• **The input**:

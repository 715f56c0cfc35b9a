//! # Staff Commands
//!
//! Employees, roles and the commission report. Sign in stamps the
//! employee on inventory log entries and checkouts made afterwards.

use chrono::{DateTime, Utc};

use gloss_core::commission::EmployeeCommission;
use gloss_core::{Actor, Employee, Role};
use gloss_db::{EmployeeInput, RoleInput};

use crate::commands::{report, report_write};
use crate::error::ApiError;
use crate::Shell;

// =============================================================================
// Employees
// =============================================================================

pub async fn list_employees(shell: &Shell) -> Result<Vec<Employee>, ApiError> {
    Ok(shell.store.employees().list().await?)
}

pub async fn create_employee(shell: &Shell, input: EmployeeInput) -> Result<Employee, ApiError> {
    let result = shell.store.employees().create(input).await;
    report_write(shell, "Create employee", result, |e| format!("{} added", e.name))
}

pub async fn update_employee(
    shell: &Shell,
    employee_id: &str,
    input: EmployeeInput,
) -> Result<Employee, ApiError> {
    let result = shell.store.employees().update(employee_id, input).await;
    report_write(shell, "Update employee", result, |e| format!("{} saved", e.name))
}

/// Deletes an employee. Crew entries on existing tickets keep the name.
pub async fn delete_employee(shell: &Shell, employee_id: &str) -> Result<(), ApiError> {
    let result = shell.store.employees().delete(employee_id).await;
    report_write(shell, "Delete employee", result, |_| "Employee deleted".to_string())
}

// =============================================================================
// Roles
// =============================================================================

pub async fn list_roles(shell: &Shell) -> Result<Vec<Role>, ApiError> {
    Ok(shell.store.roles().list().await?)
}

/// Creates a role. Role names are unique.
pub async fn create_role(shell: &Shell, input: RoleInput) -> Result<Role, ApiError> {
    let result = shell.store.roles().create(input).await;
    report_write(shell, "Create role", result, |r| format!("{} created", r.display_name))
}

pub async fn update_role(shell: &Shell, role_id: &str, input: RoleInput) -> Result<Role, ApiError> {
    let result = shell.store.roles().update(role_id, input).await;
    report_write(shell, "Update role", result, |r| format!("{} saved", r.display_name))
}

/// Deletes a role; its employees are left without one.
pub async fn delete_role(shell: &Shell, role_id: &str) -> Result<(), ApiError> {
    let result = shell.store.roles().delete(role_id).await;
    report_write(shell, "Delete role", result, |_| "Role deleted".to_string())
}

// =============================================================================
// Session
// =============================================================================

/// Signs an active employee in at this register.
pub async fn sign_in(shell: &Shell, employee_id: &str) -> Result<Actor, ApiError> {
    let result: Result<Actor, ApiError> = async {
        let employee = shell
            .store
            .employees()
            .get(employee_id)
            .await?
            .ok_or_else(|| ApiError::not_found("Employee", employee_id))?;
        if !employee.is_active() {
            return Err(ApiError::validation(format!("{} is inactive", employee.name)));
        }

        let role = match &employee.role_id {
            Some(role_id) => shell.store.roles().get(role_id).await?,
            None => None,
        };
        let actor = Actor {
            id: employee.id,
            name: employee.name,
            role: role.map(|r| r.display_name),
        };
        shell.session.sign_in(actor.clone());
        Ok(actor)
    }
    .await;

    report(shell, "Sign in", result, |a| format!("Welcome, {}", a.name))
}

pub fn sign_out(shell: &Shell) {
    shell.session.sign_out();
}

pub fn current_user(shell: &Shell) -> Option<Actor> {
    shell.actor()
}

// =============================================================================
// Commission
// =============================================================================

/// Commission per employee over paid tickets, highest earner first.
pub async fn commission_report(
    shell: &Shell,
    since: Option<DateTime<Utc>>,
) -> Result<Vec<EmployeeCommission>, ApiError> {
    Ok(shell.store.tickets().commission_totals(since).await?)
}

#[cfg(test)]
mod tests {
    use super::*;
    use crate::commands::cart::{add_service, toggle_crew};
    use crate::commands::ticket::checkout;
    use crate::error::ErrorCode;
    use crate::testing::fixture;
    use gloss_core::{Compensation, EmployeeStatus, PaymentMethod};

    fn employee(name: &str, status: EmployeeStatus) -> EmployeeInput {
        EmployeeInput {
            name: name.to_string(),
            username: None,
            role_id: None,
            phone: None,
            email: None,
            status,
            compensation: Compensation::default(),
        }
    }

    #[tokio::test]
    async fn test_duplicate_role_name_already_exists() {
        let fx = fixture().await;
        let err = create_role(
            &fx.shell,
            RoleInput {
                name: "detailer".to_string(),
                display_name: "Another Detailer".to_string(),
                permissions: Vec::new(),
                tags: Vec::new(),
            },
        )
        .await
        .unwrap_err();

        assert_eq!(err.code, ErrorCode::AlreadyExists);
        assert_eq!(list_roles(&fx.shell).await.unwrap().len(), 1);
    }

    #[tokio::test]
    async fn test_commission_report_after_checkout() {
        let fx = fixture().await;
        add_service(&fx.shell, &fx.demo.wash_service_id, None).await.unwrap();
        toggle_crew(&fx.shell, &fx.demo.wash_variant_id, &fx.demo.detailer_id)
            .await
            .unwrap();
        checkout(&fx.shell, PaymentMethod::Cash).await.unwrap();

        let report = commission_report(&fx.shell, None).await.unwrap();
        assert_eq!(report.len(), 1);
        assert_eq!(report[0].employee_id, fx.demo.detailer_id);
        // 10% of the 500 wash
        assert_eq!(report[0].total.cents(), 50);
        assert_eq!(report[0].lines, 1);
    }

    #[tokio::test]
    async fn test_sign_in_uses_role_display_name() {
        let fx = fixture().await;
        let actor = sign_in(&fx.shell, &fx.demo.detailer_id).await.unwrap();

        assert_eq!(actor.name, "Dana Reyes");
        assert_eq!(actor.role.as_deref(), Some("Detailer"));
        assert_eq!(current_user(&fx.shell).unwrap().id, fx.demo.detailer_id);

        sign_out(&fx.shell);
        assert!(current_user(&fx.shell).is_none());
    }

    #[tokio::test]
    async fn test_inactive_employee_cannot_sign_in() {
        let fx = fixture().await;
        let former = create_employee(&fx.shell, employee("Sam Lee", EmployeeStatus::Inactive))
            .await
            .unwrap();

        let err = sign_in(&fx.shell, &former.id).await.unwrap_err();
        assert_eq!(err.code, ErrorCode::ValidationError);
        assert_eq!(current_user(&fx.shell).unwrap().name, "Rosa");
    }

    #[tokio::test]
    async fn test_deleting_role_unassigns_employees() {
        let fx = fixture().await;
        delete_role(&fx.shell, &fx.demo.crew_role_id).await.unwrap();

        let dana = list_employees(&fx.shell)
            .await
            .unwrap()
            .into_iter()
            .find(|e| e.id == fx.demo.detailer_id)
            .unwrap();
        assert!(dana.role_id.is_none());
        assert!(crate::commands::cart::crew_candidates(&fx.shell).await.unwrap().is_empty());
    }
}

• **What the task asks**:
Retype, in the same exact form, the lines of the material above from the line holding "assert_eq!(report[0].lines, 1);" through the line holding "sign_out(&fx.shell);".

• **Task response**:
        assert_eq!(report[0].lines, 1);
    }

    #[tokio::test]
    async fn test_sign_in_uses_role_display_name() {
        let fx = fixture().await;
        let actor = sign_in(&fx.shell, &fx.demo.detailer_id).await.unwrap();

        assert_eq!(actor.name, "Dana Reyes");
        assert_eq!(actor.role.as_deref(), Some("Detailer"));
        assert_eq!(current_user(&fx.shell).unwrap().id, fx.demo.detailer_id);

        sign_out(&fx.shell);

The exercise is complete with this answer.